● **Directions for this task**:
Go through the records below and restate each one word for word.

● **Available records**:
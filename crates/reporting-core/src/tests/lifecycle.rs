//! Tests for report status transitions.

use super::harness::Harness;
use crate::observer::{CacheEvent, RemovalReason};
use crate::policy::ReportingPolicy;
use crate::types::ReportStatus;
use crate::uploader::UploadOutcome;
use std::time::Duration;

#[tokio::test]
async fn delivered_report_is_swept_by_next_maintenance_pass() {
    let h = Harness::new(ReportingPolicy::default());
    let key = h.register("https://a.example", "https://collector.example/up");
    let id = h.queue("https://a.example");

    h.context.deliver_now();
    let upload = h.uploader.next_upload().await;
    h.finish(upload, UploadOutcome::Success).await;

    assert_eq!(h.status(&id), Some(ReportStatus::Delivered));
    let backoff = h
        .context
        .with_cache(|cache| cache.endpoint(&key).unwrap().backoff.clone());
    assert_eq!(backoff.consecutive_failures, 0);
    assert_eq!(backoff.next_eligible, None);

    let summary = h.context.collect_garbage();
    assert_eq!(summary.reports, 1);
    assert_eq!(h.status(&id), None);
    assert_eq!(
        h.observer.removed_reports(RemovalReason::Delivered),
        vec![id]
    );
}

#[tokio::test]
async fn two_retryable_failures_discard_with_max_attempts_two() {
    let policy = ReportingPolicy {
        max_attempts: 2,
        backoff_base: Duration::from_secs(1),
        ..Default::default()
    };
    let h = Harness::new(policy);
    h.register("https://a.example", "https://collector.example/up");
    let id = h.queue("https://a.example");

    let mut observed = vec![h.status(&id).unwrap()];

    h.context.deliver_now();
    observed.push(h.status(&id).unwrap());
    let upload = h.uploader.next_upload().await;
    h.finish(upload, UploadOutcome::RetryableFailure).await;
    observed.push(h.status(&id).unwrap());
    assert_eq!(h.attempts(&id), 1);

    h.clock.advance(Duration::from_secs(1));
    h.context.deliver_now();
    observed.push(h.status(&id).unwrap());
    let upload = h.uploader.next_upload().await;
    h.finish(upload, UploadOutcome::RetryableFailure).await;
    observed.push(h.status(&id).unwrap());

    assert_eq!(
        observed,
        vec![
            ReportStatus::Queued,
            ReportStatus::InFlight,
            ReportStatus::Queued,
            ReportStatus::InFlight,
            ReportStatus::Discarded,
        ]
    );
    assert_eq!(h.attempts(&id), 2);

    // Discarded reports never re-enter Queued.
    h.clock.advance(Duration::from_secs(10));
    h.context.deliver_now();
    assert!(h.uploader.try_next_upload().is_none());
    assert_eq!(
        h.observer.removed_reports(RemovalReason::Discarded),
        vec![id]
    );
}

#[tokio::test]
async fn reports_expire_after_max_age() {
    let h = Harness::new(ReportingPolicy::default());
    let id = h.queue("https://a.example");

    h.clock.advance(Duration::from_secs(15 * 60));
    h.context.collect_garbage();
    assert_eq!(h.status(&id), Some(ReportStatus::Queued));

    h.clock.advance(Duration::from_secs(1));
    h.context.collect_garbage();
    assert_eq!(h.status(&id), None);
    assert_eq!(h.observer.removed_reports(RemovalReason::Expired), vec![id]);
}

#[tokio::test]
async fn in_flight_report_outlives_max_age() {
    let h = Harness::new(ReportingPolicy::default());
    h.register("https://a.example", "https://collector.example/up");
    let id = h.queue("https://a.example");
    h.context.deliver_now();
    let upload = h.uploader.next_upload().await;

    h.clock.advance(Duration::from_secs(60 * 60));
    h.context.collect_garbage();
    assert_eq!(h.status(&id), Some(ReportStatus::InFlight));

    // Re-queued but too old: swept on the next pass.
    h.finish(upload, UploadOutcome::RetryableFailure).await;
    assert_eq!(h.status(&id), Some(ReportStatus::Queued));
    h.context.collect_garbage();
    assert_eq!(h.status(&id), None);
}

#[tokio::test]
async fn cache_events_follow_the_lifecycle() {
    let h = Harness::new(ReportingPolicy::default());
    h.register("https://a.example", "https://collector.example/up");
    h.observer.clear();

    let id = h.queue("https://a.example");
    h.context.deliver_now();
    let upload = h.uploader.next_upload().await;
    h.finish(upload, UploadOutcome::Success).await;

    let events = h.observer.events();
    assert_eq!(events[0], CacheEvent::ReportQueued { id });
    assert!(events[1..]
        .iter()
        .all(|event| matches!(event, CacheEvent::ReportsUpdated { count: 1 })));
    assert_eq!(events.len(), 3);
}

● **Written solution**:
filename crates/reporting-core/src/tests/lifecycle.rs
//! Tests for report status transitions.

use super::harness::Harness;
use crate::observer::{CacheEvent, RemovalReason};
use crate::policy::ReportingPolicy;
use crate::types::ReportStatus;
use crate::uploader::UploadOutcome;
use std::time::Duration;

#[tokio::test]
async fn delivered_report_is_swept_by_next_maintenance_pass() {
    let h = Harness::new(ReportingPolicy::default());
    let key = h.register("https://a.example", "https://collector.example/up");
    let id = h.queue("https://a.example");

    h.context.deliver_now();
    let upload = h.uploader.next_upload().await;
    h.finish(upload, UploadOutcome::Success).await;

    assert_eq!(h.status(&id), Some(ReportStatus::Delivered));
    let backoff = h
        .context
        .with_cache(|cache| cache.endpoint(&key).unwrap().backoff.clone());
    assert_eq!(backoff.consecutive_failures, 0);
    assert_eq!(backoff.next_eligible, None);

    let summary = h.context.collect_garbage();
    assert_eq!(summary.reports, 1);
    assert_eq!(h.status(&id), None);
    assert_eq!(
        h.observer.removed_reports(RemovalReason::Delivered),
        vec![id]
    );
}

#[tokio::test]
async fn two_retryable_failures_discard_with_max_attempts_two() {
    let policy = ReportingPolicy {
        max_attempts: 2,
        backoff_base: Duration::from_secs(1),
        ..Default::default()
    };
    let h = Harness::new(policy);
    h.register("https://a.example", "https://collector.example/up");
    let id = h.queue("https://a.example");

    let mut observed = vec![h.status(&id).unwrap()];

    h.context.deliver_now();
    observed.push(h.status(&id).unwrap());
    let upload = h.uploader.next_upload().await;
    h.finish(upload, UploadOutcome::RetryableFailure).await;
    observed.push(h.status(&id).unwrap());
    assert_eq!(h.attempts(&id), 1);

    h.clock.advance(Duration::from_secs(1));
    h.context.deliver_now();
    observed.push(h.status(&id).unwrap());
    let upload = h.uploader.next_upload().await;
    h.finish(upload, UploadOutcome::RetryableFailure).await;
    observed.push(h.status(&id).unwrap());

    assert_eq!(
        observed,
        vec![
            ReportStatus::Queued,
            ReportStatus::InFlight,
            ReportStatus::Queued,
            ReportStatus::InFlight,
            ReportStatus::Discarded,
        ]
    );
    assert_eq!(h.attempts(&id), 2);

    // Discarded reports never re-enter Queued.
    h.clock.advance(Duration::from_secs(10));
    h.context.deliver_now();
    assert!(h.uploader.try_next_upload().is_none());
    assert_eq!(
        h.observer.removed_reports(RemovalReason::Discarded),
        vec![id]
    );
}

#[tokio::test]
async fn reports_expire_after_max_age() {
    let h = Harness::new(ReportingPolicy::default());
    let id = h.queue("https://a.example");

    h.clock.advance(Duration::from_secs(15 * 60));
    h.context.collect_garbage();
    assert_eq!(h.status(&id), Some(ReportStatus::Queued));

    h.clock.advance(Duration::from_secs(1));
    h.context.collect_garbage();
    assert_eq!(h.status(&id), None);
    assert_eq!(h.observer.removed_reports(RemovalReason::Expired), vec![id]);
}

#[tokio::test]
async fn in_flight_report_outlives_max_age() {
    let h = Harness::new(ReportingPolicy::default());
    h.register("https://a.example", "https://collector.example/up");
    let id = h.queue("https://a.example");
    h.context.deliver_now();
    let upload = h.uploader.next_upload().await;

    h.clock.advance(Duration::from_secs(60 * 60));
    h.context.collect_garbage();
    assert_eq!(h.status(&id), Some(ReportStatus::InFlight));

    // Re-queued but too old: swept on the next pass.
    h.finish(upload, UploadOutcome::RetryableFailure).await;
    assert_eq!(h.status(&id), Some(ReportStatus::Queued));
    h.context.collect_garbage();
    assert_eq!(h.status(&id), None);
}

#[tokio::test]
async fn cache_events_follow_the_lifecycle() {
    let h = Harness::new(ReportingPolicy::default());
    h.register("https://a.example", "https://collector.example/up");
    h.observer.clear();

    let id = h.queue("https://a.example");
    h.context.deliver_now();
    let upload = h.uploader.next_upload().await;
    h.finish(upload, UploadOutcome::Success).await;

    let events = h.observer.events();
    assert_eq!(events[0], CacheEvent::ReportQueued { id });
    assert!(events[1..]
        .iter()
        .all(|event| matches!(event, CacheEvent::ReportsUpdated { count: 1 })));
    assert_eq!(events.len(), 3);
}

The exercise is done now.